Emperor Constantine and the Theology of Christianity – 1
1 October 2017International conference commemorating the 1700th Anniversary of the Edict Milan, 31/5/2013- 2/6/2013, Nis of Serbia
Emperor Constantine and the theology of Christianity
from his autocracy to the second Ecumenical Council
ABSTRACT
Since his autocracy to his death, Constantine the Great helped the Christianity to be the main religion to all over the empire. This period of time many heresies appeared. They put the unity of Christianity and its teaching in a great danger. Educated people as Arius, Apollinarius, Marcellus, Eunomius and Macedonius tried to explained the nature of God, His actions and His names according to human relationships, their thoughts and their beliefs. The result was a catastrophe, because new heresies were introduced to the Empire. Orthodox Fathers, as Athanasius the Great and Cappadocians Fathers tried to disprove the heresies with success. Upon to these fathers teaching, the First and the Second Ecumenical Councils managed to base their doctrines and to preserve the true teaching and doctrines of Christianity.
INTRODUCTION
Constantine the Great and his turning to Christianity
C. Flavius Valerius Constantinus was born at Naissus, Nis in Serbia. He was the son of Constantius Chlorus, who later became Roman Emperor, and St. Helena, a woman of humble extraction but remarkable character and unusual ability[1]. Helena was a daughter of an inn keeper. The date of his birth is not certain, being given between 274 and 288. Constantine I or Saint Constantine, was the Roman Emperor since 306 to 337. Well known for being the first Roman emperor to convert to Christianity, Constantine issued the Edict of Milan in 313, which proclaimed religious tolerance of all religions throughout the empire[2]. Today, some historians support that there was no official Edict but only Licinus’ and Constantinus’ decisions about the religion[3].

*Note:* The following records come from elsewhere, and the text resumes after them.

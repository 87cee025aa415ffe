//! Launching a command inside an unpacked rootfs.
//!
//! Two isolation levels exist. `Chroot` enters the rootfs with `chroot(2)`,
//! changes into the working directory and, when an identity is given,
//! drops to it with `setgroups`/`setgid`/`setuid` before `exec`. It needs
//! root. `Host` runs the program on the host with the rootfs working
//! directory as `cwd` and cannot switch identity.

use std::ffi::OsString;
use std::path::PathBuf;
use std::process::{Command, ExitStatus};

use bootstack_common::config::IsolationMode;
use bootstack_common::constants::{DEFAULT_PATH_ENV, EXIT_SIGNAL_BASE};
use bootstack_common::error::{BootstackError, Result};
use bootstack_common::types::RuntimeIdentity;

use crate::filesystem::rootfs_join;

/// Effective isolation after resolving [`IsolationMode::Auto`].
#[derive(Debug, Clone, Copy, PartialEq, Eq)]
pub enum Isolation {
    /// `chroot` into the rootfs, optionally switching identity.
    Chroot,
    /// Host process with its `cwd` inside the rootfs.
    Host,
}

impl std::fmt::Display for Isolation {
    fn fmt(&self, f: &mut std::fmt::Formatter<'_>) -> std::fmt::Result {
        match self {
            Self::Chroot => write!(f, "chroot"),
            Self::Host => write!(f, "host"),
        }
    }
}

/// Whether the current process runs with an effective uid of 0.
#[must_use]
pub fn is_privileged() -> bool {
    #[cfg(unix)]
    {
        nix::unistd::geteuid().is_root()
    }
    #[cfg(not(unix))]
    {
        false
    }
}

/// Whether a process with `pid` still exists.
///
/// A process owned by another user still counts as alive.
#[must_use]
pub fn process_alive(pid: u32) -> bool {
    #[cfg(unix)]
    {
        use nix::errno::Errno;
        use nix::sys::signal::kill;
        use nix::unistd::Pid;

        match i32::try_from(pid) {
            Ok(raw) if raw > 0 => !matches!(kill(Pid::from_raw(raw), None), Err(Errno::ESRCH)),
            _ => false,
        }
    }
    #[cfg(not(unix))]
    {
        pid != 0
    }
}

/// Resolves a configured mode into the isolation actually used.
///
/// # Errors
///
/// Returns `PermissionDenied` when `Chroot` is requested without root, and
/// `Config` when it is requested on a platform without `chroot` support.
pub fn resolve_isolation(mode: IsolationMode) -> Result<Isolation> {
    match mode {
        IsolationMode::Host => Ok(Isolation::Host),
        IsolationMode::Chroot if !cfg!(target_os = "linux") => Err(BootstackError::Config {
            message: "chroot isolation requires Linux".into(),
        }),
        IsolationMode::Chroot if !is_privileged() => Err(BootstackError::PermissionDenied {
            message: "chroot isolation requires root".into(),
        }),
        IsolationMode::Chroot => Ok(Isolation::Chroot),
        IsolationMode::Auto if cfg!(target_os = "linux") && is_privileged() => {
            Ok(Isolation::Chroot)
        }
        IsolationMode::Auto => {
            tracing::warn!(
                "not running as root: using host isolation, identity not enforced and \
                 install commands refused"
            );
            Ok(Isolation::Host)
        }
    }
}

/// A command to run with a rootfs as its filesystem view.
#[derive(Debug, Clone)]
pub struct RootfsCommand {
    /// Host path of the unpacked rootfs.
    pub rootfs: PathBuf,
    /// Argument vector; the first element is the program.
    pub argv: Vec<String>,
    /// Complete environment of the process (the host's is not inherited).
    pub env: Vec<(String, String)>,
    /// Absolute working directory inside the image.
    pub workdir: String,
    /// Identity to switch to; `None` keeps the caller's identity.
    pub identity: Option<RuntimeIdentity>,
    /// How the process is isolated.
    pub isolation: Isolation,
}

impl RootfsCommand {
    /// Host path of the working directory.
    #[must_use]
    pub fn host_workdir(&self) -> PathBuf {
        rootfs_join(&self.rootfs, &self.workdir)
    }

    fn path_env(&self) -> &str {
        self.env
            .iter()
            .rev()
            .find(|(k, _)| k == "PATH")
            .map_or(DEFAULT_PATH_ENV, |(_, v)| v.as_str())
    }

    /// Finds the program the process would execute, as a host path.
    ///
    /// Bare names are looked up in the command's `PATH`, mapped into the
    /// rootfs under `Chroot`. Returns `None` when nothing executable exists.
    #[must_use]
    pub fn locate_program(&self) -> Option<PathBuf> {
        let program = self.argv.first()?;
        let cwd = self.host_workdir();
        let chrooted = self.isolation == Isolation::Chroot;

        if program.contains('/') {
            let candidate = if program.starts_with('/') {
                if chrooted {
                    rootfs_join(&self.rootfs, program)
                } else {
                    PathBuf::from(program)
                }
            } else {
                cwd.join(program)
            };
            return candidate.is_file().then_some(candidate);
        }

        let dirs: Vec<PathBuf> = self
            .path_env()
            .split(':')
            .filter(|d| !d.is_empty())
            .map(|d| {
                if chrooted {
                    rootfs_join(&self.rootfs, d)
                } else {
                    PathBuf::from(d)
                }
            })
            .collect();
        let search = std::env::join_paths(dirs).unwrap_or_else(|_| OsString::new());
        which::which_in(program, Some(search), cwd).ok()
    }

    /// Builds a ready-to-spawn [`Command`].
    ///
    /// The working directory is created inside the rootfs if missing.
    ///
    /// # Errors
    ///
    /// Returns an error if the argument vector is empty, the working
    /// directory cannot be created, or `Chroot` is unsupported here.
    pub fn build(&self) -> Result<Command> {
        let Some((program, args)) = self.argv.split_first() else {
            return Err(BootstackError::Config {
                message: "cannot launch an empty command".into(),
            });
        };

        let host_workdir = self.host_workdir();
        std::fs::create_dir_all(&host_workdir).map_err(|e| BootstackError::io(&host_workdir, e))?;

        let mut cmd = Command::new(program);
        let _ = cmd
            .args(args)
            .env_clear()
            .envs(self.env.iter().map(|(k, v)| (k.as_str(), v.as_str())));

        match self.isolation {
            Isolation::Host => {
                if self.identity.is_some() {
                    tracing::debug!("host isolation: runtime identity recorded but not applied");
                }
                let _ = cmd.current_dir(&host_workdir);
            }
            Isolation::Chroot => enter_rootfs(&mut cmd, self)?,
        }

        tracing::debug!(argv = ?self.argv, isolation = %self.isolation, "prepared rootfs command");
        Ok(cmd)
    }
}

#[cfg(target_os = "linux")]
#[allow(unsafe_code)]
fn enter_rootfs(cmd: &mut Command, spec: &RootfsCommand) -> Result<()> {
    use std::os::unix::process::CommandExt;

    use nix::unistd::{Gid, Uid, chdir, chroot, setgid, setgroups, setuid};

    let rootfs = spec.rootfs.clone();
    let workdir = spec.workdir.clone();
    let identity = spec.identity;

    // SAFETY: the hook runs in the forked child before exec and only issues
    // chroot/chdir/set*id syscalls on data captured before the fork.
    unsafe {
        let _ = cmd.pre_exec(move || {
            chroot(&rootfs)?;
            chdir(workdir.as_str())?;
            if let Some(id) = identity {
                let gid = Gid::from_raw(id.gid);
                setgroups(&[gid])?;
                setgid(gid)?;
                setuid(Uid::from_raw(id.uid))?;
            }
            Ok(())
        });
    }
    Ok(())
}

#[cfg(not(target_os = "linux"))]
fn enter_rootfs(_cmd: &mut Command, _spec: &RootfsCommand) -> Result<()> {
    Err(BootstackError::Config {
        message: "chroot isolation requires Linux".into(),
    })
}

/// Converts a wait status into a shell-style exit code.
///
/// Death by signal `n` becomes `128 + n`.
#[must_use]
pub fn exit_code_of(status: ExitStatus) -> i32 {
    if let Some(code) = status.code() {
        return code;
    }
    #[cfg(unix)]
    {
        use std::os::unix::process::ExitStatusExt;
        if let Some(signal) = status.signal() {
            return EXIT_SIGNAL_BASE + signal;
        }
    }
    EXIT_SIGNAL_BASE
}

The Edict did not only protect Christians from religious persecution, but all religions, allowing anyone to worship whichever deity they chose. A similar edict had been issued in 311 by Galerius, then senior emperor of the Tetrarchy; Galerius’ edict granted Christians the right to practice their religion without causing any troubles « Ut denuo sint Chrsitiani et conventicula sua componant, ita ut ne quid contra disciplinam agant» but did not restore any property to them[4]. On the contrary, the Edict of Milan consisted of many clauses which stated that all confiscated churches would be returned as well as other provisions for previously persecuted Christians[5]. Neither Constantine nor Licinius proclaimed Christianity as official religion[6].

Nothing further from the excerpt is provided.